━━━━━ Supplied entries ━━━━━

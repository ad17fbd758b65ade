use std::net::SocketAddr;
use std::sync::{Arc, Mutex, MutexGuard};

use async_trait::async_trait;
use rustc_hash::FxHashMap;
use tokio::select;
use tokio::sync::mpsc;
use tokio_util::sync::CancellationToken;
use tracing::{debug, trace};

use crate::messaging::transport::{MessageHandler, Transport};
use crate::util::random::Random;

#[derive(Debug, Clone, Eq, PartialEq)]
pub struct Datagram {
    pub from: SocketAddr,
    pub to: SocketAddr,
    pub buf: Vec<u8>,
}

#[derive(Debug, Copy, Clone, Eq, PartialEq)]
pub enum DatagramFate {
    Deliver,
    Drop,
    Duplicate,
}

type DatagramFilter = Box<dyn FnMut(&Datagram) -> DatagramFate + Send>;

fn lock<T>(mutex: &Mutex<T>) -> MutexGuard<'_, T> {
    mutex.lock().unwrap_or_else(|e| e.into_inner())
}

/// An in-memory datagram network connecting any number of nodes. Each node gets a [Transport]
///  from [TestNetwork::add_node] that delivers to the other nodes' receive loops.
///
/// A filter decides the fate of each datagram, making it possible to simulate loss and
///  duplication, deterministically or randomly. All datagrams are logged before the filter
///  is applied.
pub struct TestNetwork {
    mailboxes: Mutex<FxHashMap<SocketAddr, mpsc::UnboundedSender<Datagram>>>,
    filter: Mutex<DatagramFilter>,
    log: Mutex<Vec<Datagram>>,
}

impl TestNetwork {
    pub fn new() -> Arc<TestNetwork> {
        Arc::new(TestNetwork {
            mailboxes: Default::default(),
            filter: Mutex::new(Box::new(|_| DatagramFate::Deliver)),
            log: Default::default(),
        })
    }

    pub fn add_node(self: &Arc<Self>, addr: SocketAddr) -> Arc<TestNetworkTransport> {
        let (sender, receiver) = mpsc::unbounded_channel();
        if lock(&self.mailboxes).insert(addr, sender).is_some() {
            debug!("replacing node {:?} in test network", addr);
        }

        Arc::new(TestNetworkTransport {
            addr,
            network: self.clone(),
            inbox: Mutex::new(Some(receiver)),
            cancel_token: CancellationToken::new(),
        })
    }

    pub fn set_filter(&self, filter: impl FnMut(&Datagram) -> DatagramFate + Send + 'static) {
        *lock(&self.filter) = Box::new(filter);
    }

    /// Drops each datagram with the given probability
    pub fn set_random_loss<R: Random + 'static>(&self, probability: f64) {
        self.set_filter(move |_| {
            if R::gen_probability() < probability {
                DatagramFate::Drop
            }
            else {
                DatagramFate::Deliver
            }
        });
    }

    /// returns all datagrams sent through the network so far (including dropped ones), clearing
    ///  the log
    pub fn take_log(&self) -> Vec<Datagram> {
        std::mem::take(&mut *lock(&self.log))
    }

    fn transmit(&self, datagram: Datagram) {
        lock(&self.log).push(datagram.clone());

        let fate = {
            let mut filter = lock(&self.filter);
            filter(&datagram)
        };
        let copies = match fate {
            DatagramFate::Deliver => 1,
            DatagramFate::Drop => 0,
            DatagramFate::Duplicate => 2,
        };
        trace!("test network: {:?} -> {:?}: {:?}", datagram.from, datagram.to, fate);

        let mailboxes = lock(&self.mailboxes);
        let Some(mailbox) = mailboxes.get(&datagram.to) else {
            debug!("test network: no node at {:?} - dropping datagram", datagram.to);
            return;
        };
        for _ in 0..copies {
            // a node whose receive loop terminated just does not receive anything anymore
            let _ = mailbox.send(datagram.clone());
        }
    }
}

pub struct TestNetworkTransport {
    addr: SocketAddr,
    network: Arc<TestNetwork>,
    inbox: Mutex<Option<mpsc::UnboundedReceiver<Datagram>>>,
    cancel_token: CancellationToken,
}

#[async_trait]
impl Transport for TestNetworkTransport {
    fn local_addr(&self) -> SocketAddr {
        self.addr
    }

    async fn send(&self, to: SocketAddr, buf: &[u8]) -> anyhow::Result<()> {
        self.network.transmit(Datagram {
            from: self.addr,
            to,
            buf: buf.to_vec(),
        });
        Ok(())
    }

    async fn recv_loop(&self, handler: Arc<dyn MessageHandler>) -> anyhow::Result<()> {
        let Some(mut inbox) = lock(&self.inbox).take() else {
            anyhow::bail!("receive loop for {:?} was started before", self.addr);
        };

        loop {
            select! {
                biased;
                _ = self.cancel_token.cancelled() => break,
                datagram = inbox.recv() => {
                    match datagram {
                        Some(datagram) => handler.handle_message(&datagram.buf, datagram.from).await,
                        None => break,
                    }
                }
            }
        }
        Ok(())
    }

    fn cancel_recv_loop(&self) {
        self.cancel_token.cancel();
    }
}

━━━━━

> [Work task]: Go through the material above, and wherever a line contains the string "default", return it.

> [Response to this task]:
            mailboxes: Default::default(),
            log: Default::default(),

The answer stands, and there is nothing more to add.